Rewrite-it-in-Rust has become a moral imperative. Well, here’s a moral argument: throwing away serviceable computers every couple of years to upgrade is a privilege that not all of your users have, contributes to climate change, and fills up landfills. As far as security is concerned, some matters demand leaving the norm: old hardware is the only kind that can avoid proprietary firmware blobs, Intel ME or AMD PSP, and UEFI. Novel hardware which addresses issues like microcode and open hardware, like POWER9 and RISC-V, are also suffering under Rust’s mainstream-or-bust regime. Anyone left behind is forced to use the legacy C codebase you’ve abandoned, which is much worse for their security than the hypothetical bugs you’re trying to save them from.

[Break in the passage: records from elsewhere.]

//! `mapfood orders ...`

use mapfood_core::lifecycle::OrderAction;
use mapfood_core::{Lifecycle, OrderId};
use mapfood_dashboard::controllers::{OrderTab, OrdersController};

use super::{CommandError, Context, finish};

/// List the signed-in customer's orders under one tab.
pub async fn list(ctx: &Context, tab: OrderTab) -> Result<(), CommandError> {
    let user = ctx.current_user()?;
    let controller = OrdersController::new(ctx.api.clone(), &user, ctx.notifier());
    controller.listing().load().await?;
    controller.select_tab(tab).await?;

    for order in controller.listing().items().await {
        let payment = order.payment_status.map_or("-", |p| p.label());
        let shop = order.shop.as_ref().map_or("-", |s| s.name.as_str());
        let cancellable = if order.can(OrderAction::Cancel) {
            " (cancellable)"
        } else {
            ""
        };
        println!(
            "{:<26} {:<14} {:<24} {:<18} {:<8} {:>14}{cancellable}",
            order.id.as_str(),
            order.order_code,
            shop,
            order.status.label(),
            payment,
            order.total_amount.display(),
        );
    }
    Ok(())
}

/// Cancel an order awaiting payment after confirmation.
pub async fn cancel(ctx: &Context, id: &str, reason: Option<&str>) -> Result<(), CommandError> {
    let user = ctx.current_user()?;
    let controller = OrdersController::new(ctx.api.clone(), &user, ctx.notifier());
    controller.listing().load().await?;

    let pending = controller.request_cancel(&OrderId::new(id)).await?;
    if ctx.confirm(&format!("{pending}?")).await? {
        finish(controller.confirm_cancel(reason).await)
    } else {
        controller.dismiss_cancel();
        Ok(())
    }
}
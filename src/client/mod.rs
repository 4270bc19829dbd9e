pub mod reply;
pub mod system_bus;

pub use reply::DbusReply;
pub use system_bus::SystemBus;
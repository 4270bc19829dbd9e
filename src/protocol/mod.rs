use crate::error::StreamError;

#[cfg(test)]
pub(crate) mod memory;

/// Wire type of a property value, taken from the single-character
/// signature carried inside its variant.
#[derive(Debug, Clone, PartialEq, Eq)]
pub enum ValueType {
    /// `d`, IEEE-754 double.
    Double,
    /// `x`, signed 64-bit integer.
    Int64,
    /// `b`, boolean.
    Boolean,
    /// Any other signature, kept verbatim for diagnostics.
    Other(String),
}

impl ValueType {
    pub fn from_signature(signature: &str) -> Self {
        match signature {
            "d" => ValueType::Double,
            "x" => ValueType::Int64,
            "b" => ValueType::Boolean,
            other => ValueType::Other(other.to_string()),
        }
    }

    pub fn signature(&self) -> &str {
        match self {
            ValueType::Double => "d",
            ValueType::Int64 => "x",
            ValueType::Boolean => "b",
            ValueType::Other(sig) => sig,
        }
    }
}

/// Cursor over a `GetAll` reply, shaped `a{sv}`.
///
/// The calls mirror the walk over the message: open the outer array, then
/// for each entry read the name and exactly one of the value accessors (or
/// `skip_value`), then close the entry. The value accessors consume the
/// variant; `peek_value_type` does not.
pub trait PropertyStream {
    /// Enter the outer array. Fails if the reply is not an array of
    /// string/variant dictionary entries.
    fn open_properties(&mut self) -> Result<(), StreamError>;

    /// Enter the next dictionary entry. `Ok(false)` once the array is
    /// exhausted.
    fn next_entry(&mut self) -> Result<bool, StreamError>;

    fn read_name(&mut self) -> Result<String, StreamError>;

    fn peek_value_type(&mut self) -> Result<ValueType, StreamError>;

    fn read_f64(&mut self) -> Result<f64, StreamError>;

    fn read_i64(&mut self) -> Result<i64, StreamError>;

    fn read_bool(&mut self) -> Result<bool, StreamError>;

    /// Step over the current value without interpreting it.
    fn skip_value(&mut self) -> Result<(), StreamError>;

    /// Leave the current entry. Fails if the entry still holds unread data.
    fn close_entry(&mut self) -> Result<(), StreamError>;

    /// Leave the outer array. Always succeeds, whatever state the walk was
    /// abandoned in.
    fn close_properties(&mut self);
}

#[cfg(test)]
mod tests {
    use super::*;

    #[test]
    fn test_value_type_from_signature() {
        assert_eq!(ValueType::from_signature("d"), ValueType::Double);
        assert_eq!(ValueType::from_signature("x"), ValueType::Int64);
        assert_eq!(ValueType::from_signature("b"), ValueType::Boolean);
        assert_eq!(ValueType::from_signature("u"), ValueType::Other("u".into()));
        assert_eq!(ValueType::from_signature("as"), ValueType::Other("as".into()));
    }

    #[test]
    fn test_value_type_signature() {
        assert_eq!(ValueType::Double.signature(), "d");
        assert_eq!(ValueType::Int64.signature(), "x");
        assert_eq!(ValueType::Other("a{sv}".into()).signature(), "a{sv}");
    }
}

Source: Drew DeVault’s blog
As someone who almost exclusively uses older hardware I am extremely annoyed by developers and system administrators who tell me I need to switch out my hardware every 3 to 5 years for the sake of convenience. It’s a very entitled position to take and it got me annoyed enough to go on a little twitter rant about it. If your old hardware works it should be used for as long as possible. You don’t need a server with an AMD Epyc CPU with 1 TB RAM and multipe SSDs with ZFS to… run a simple WordPress blog like this one.
I certainly don’t have the money to develop software in Rust-recommended hardware, which can also double as gaming hardware with the addition of a nice GPU.
How about a memory safe language that can run on “old” or “slow” hardware of the sort that is most often used outside of the US and Europe? If you were to listen to these people they’ll tell you it can’t be done.